• **What is expected**
Repeat each entry below exactly as it stands.

• **Dataset**
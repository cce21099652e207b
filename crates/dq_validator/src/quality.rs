//! Additional quality rules.
//!
//! - Key uniqueness: detection of rows sharing a `(date, lat, lon)` key
//! - Range: inclusive bounds on an aggregated float column

use crate::{DataSet, RowView, Rule, RuleContext};
use dq_core::{RangeConfig, RowKey, RuleExecutionError};
use std::collections::{BTreeSet, HashSet};

/// Flags keys that occur on more than one row.
#[derive(Debug, Clone, Copy, Default, PartialEq, Eq)]
pub struct KeyUniquenessRule;

impl KeyUniquenessRule {
    pub const NAME: &'static str = "key_uniqueness";

    pub fn new() -> Self {
        Self
    }
}

impl Rule for KeyUniquenessRule {
    fn name(&self) -> &str {
        Self::NAME
    }

    fn reason(&self) -> String {
        "more than one row shares this (date, location_lat, location_lon) key".to_string()
    }

    fn evaluate(
        &self,
        dataset: &DataSet,
        _context: &RuleContext,
    ) -> Result<BTreeSet<RowKey>, RuleExecutionError> {
        let mut seen = HashSet::with_capacity(dataset.len());
        let mut duplicates = BTreeSet::new();

        for row in RowView::iter(self.name(), dataset) {
            let key = row.key()?;
            if !seen.insert(key) {
                duplicates.insert(key);
            }
        }

        Ok(duplicates)
    }
}

/// Flags rows whose value in a float column falls outside `[min, max]`.
///
/// NaN is always out of range.
#[derive(Debug, Clone, PartialEq)]
pub struct RangeRule {
    name: String,
    column: String,
    min: f64,
    max: f64,
}

impl RangeRule {
    /// Prefix of every range rule name; the column name follows it.
    pub const PREFIX: &'static str = "range:";

    pub fn new(column: impl Into<String>, min: f64, max: f64) -> Self {
        let column = column.into();
        Self {
            name: format!("{}{}", Self::PREFIX, column),
            column,
            min,
            max,
        }
    }

    pub fn column(&self) -> &str {
        &self.column
    }

    fn contains(&self, value: f64) -> bool {
        value >= self.min && value <= self.max
    }
}

impl From<&RangeConfig> for RangeRule {
    fn from(config: &RangeConfig) -> Self {
        Self::new(&config.column, config.min, config.max)
    }
}

impl Rule for RangeRule {
    fn name(&self) -> &str {
        &self.name
    }

    fn reason(&self) -> String {
        format!(
            "{} outside [{}, {}]",
            self.column, self.min, self.max
        )
    }

    fn evaluate(
        &self,
        dataset: &DataSet,
        _context: &RuleContext,
    ) -> Result<BTreeSet<RowKey>, RuleExecutionError> {
        let mut violations = BTreeSet::new();

        for row in RowView::iter(self.name(), dataset) {
            if !self.contains(row.float(&self.column)?) {
                violations.insert(row.key()?);
            }
        }

        Ok(violations)
    }
}
//! # Silver DQ Core
//!
//! Core data structures and types for the Silver data quality engine.
//!
//! This crate provides the building blocks shared by the parser, the validation
//! engine and the dataset providers. The engine validates the "silver" daily
//! weather table: one already-aggregated row per `(date, location_lat, location_lon)`.
//!
//! ## Key Concepts
//!
//! - **Schema Contract**: the fixed column set and types required of any input dataset
//! - **Row Key**: the `(date, location_lat, location_lon)` tuple identifying a row
//! - **Validation Report**: overall verdict, per-rule violations and error attribution
//! - **Validation Config**: source, current date and rule set, loaded from YAML/TOML
//!
//! ## Example
//!
//! ```rust
//! use dq_core::{ColumnType, SchemaContract, columns};
//!
//! let contract = SchemaContract::silver_daily();
//! let row_count = contract.column(columns::ROW_COUNT).unwrap();
//! assert_eq!(row_count.column_type, ColumnType::Int64);
//! ```

pub mod builder;
pub mod config;
pub mod contract;
pub mod error;
pub mod key;
pub mod report;

pub use builder::*;
pub use config::*;
pub use contract::*;
pub use error::*;
pub use key::*;
pub use report::*;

• **Your response**
repository cce21099652e207b
filename crates/dq_validator/src/quality.rs
//! Additional quality rules.
//!
//! - Key uniqueness: detection of rows sharing a `(date, lat, lon)` key
//! - Range: inclusive bounds on an aggregated float column

use crate::{DataSet, RowView, Rule, RuleContext};
use dq_core::{RangeConfig, RowKey, RuleExecutionError};
use std::collections::{BTreeSet, HashSet};

/// Flags keys that occur on more than one row.
#[derive(Debug, Clone, Copy, Default, PartialEq, Eq)]
pub struct KeyUniquenessRule;

impl KeyUniquenessRule {
    pub const NAME: &'static str = "key_uniqueness";

    pub fn new() -> Self {
        Self
    }
}

impl Rule for KeyUniquenessRule {
    fn name(&self) -> &str {
        Self::NAME
    }

    fn reason(&self) -> String {
        "more than one row shares this (date, location_lat, location_lon) key".to_string()
    }

    fn evaluate(
        &self,
        dataset: &DataSet,
        _context: &RuleContext,
    ) -> Result<BTreeSet<RowKey>, RuleExecutionError> {
        let mut seen = HashSet::with_capacity(dataset.len());
        let mut duplicates = BTreeSet::new();

        for row in RowView::iter(self.name(), dataset) {
            let key = row.key()?;
            if !seen.insert(key) {
                duplicates.insert(key);
            }
        }

        Ok(duplicates)
    }
}

/// Flags rows whose value in a float column falls outside `[min, max]`.
///
/// NaN is always out of range.
#[derive(Debug, Clone, PartialEq)]
pub struct RangeRule {
    name: String,
    column: String,
    min: f64,
    max: f64,
}

impl RangeRule {
    /// Prefix of every range rule name; the column name follows it.
    pub const PREFIX: &'static str = "range:";

    pub fn new(column: impl Into<String>, min: f64, max: f64) -> Self {
        let column = column.into();
        Self {
            name: format!("{}{}", Self::PREFIX, column),
            column,
            min,
            max,
        }
    }

    pub fn column(&self) -> &str {
        &self.column
    }

    fn contains(&self, value: f64) -> bool {
        value >= self.min && value <= self.max
    }
}

impl From<&RangeConfig> for RangeRule {
    fn from(config: &RangeConfig) -> Self {
        Self::new(&config.column, config.min, config.max)
    }
}

impl Rule for RangeRule {
    fn name(&self) -> &str {
        &self.name
    }

    fn reason(&self) -> String {
        format!(
            "{} outside [{}, {}]",
            self.column, self.min, self.max
        )
    }

    fn evaluate(
        &self,
        dataset: &DataSet,
        _context: &RuleContext,
    ) -> Result<BTreeSet<RowKey>, RuleExecutionError> {
        let mut violations = BTreeSet::new();

        for row in RowView::iter(self.name(), dataset) {
            if !self.contains(row.float(&self.column)?) {
                violations.insert(row.key()?);
            }
        }

        Ok(violations)
    }
}
//! # Silver DQ Core
//!
//! Core data structures and types for the Silver data quality engine.
//!
//! This crate provides the building blocks shared by the parser, the validation
//! engine and the dataset providers. The engine validates the "silver" daily
//! weather table: one already-aggregated row per `(date, location_lat, location_lon)`.
//!
//! ## Key Concepts
//!
//! - **Schema Contract**: the fixed column set and types required of any input dataset
//! - **Row Key**: the `(date, location_lat, location_lon)` tuple identifying a row
//! - **Validation Report**: overall verdict, per-rule violations and error attribution
//! - **Validation Config**: source, current date and rule set, loaded from YAML/TOML
//!
//! ## Example
//!
//! ```rust
//! use dq_core::{ColumnType, SchemaContract, columns};
//!
//! let contract = SchemaContract::silver_daily();
//! let row_count = contract.column(columns::ROW_COUNT).unwrap();
//! assert_eq!(row_count.column_type, ColumnType::Int64);
//! ```

pub mod builder;
pub mod config;
pub mod contract;
pub mod error;
pub mod key;
pub mod report;

pub use builder::*;
pub use config::*;
pub use contract::*;
pub use error::*;
pub use key::*;
pub use report::*;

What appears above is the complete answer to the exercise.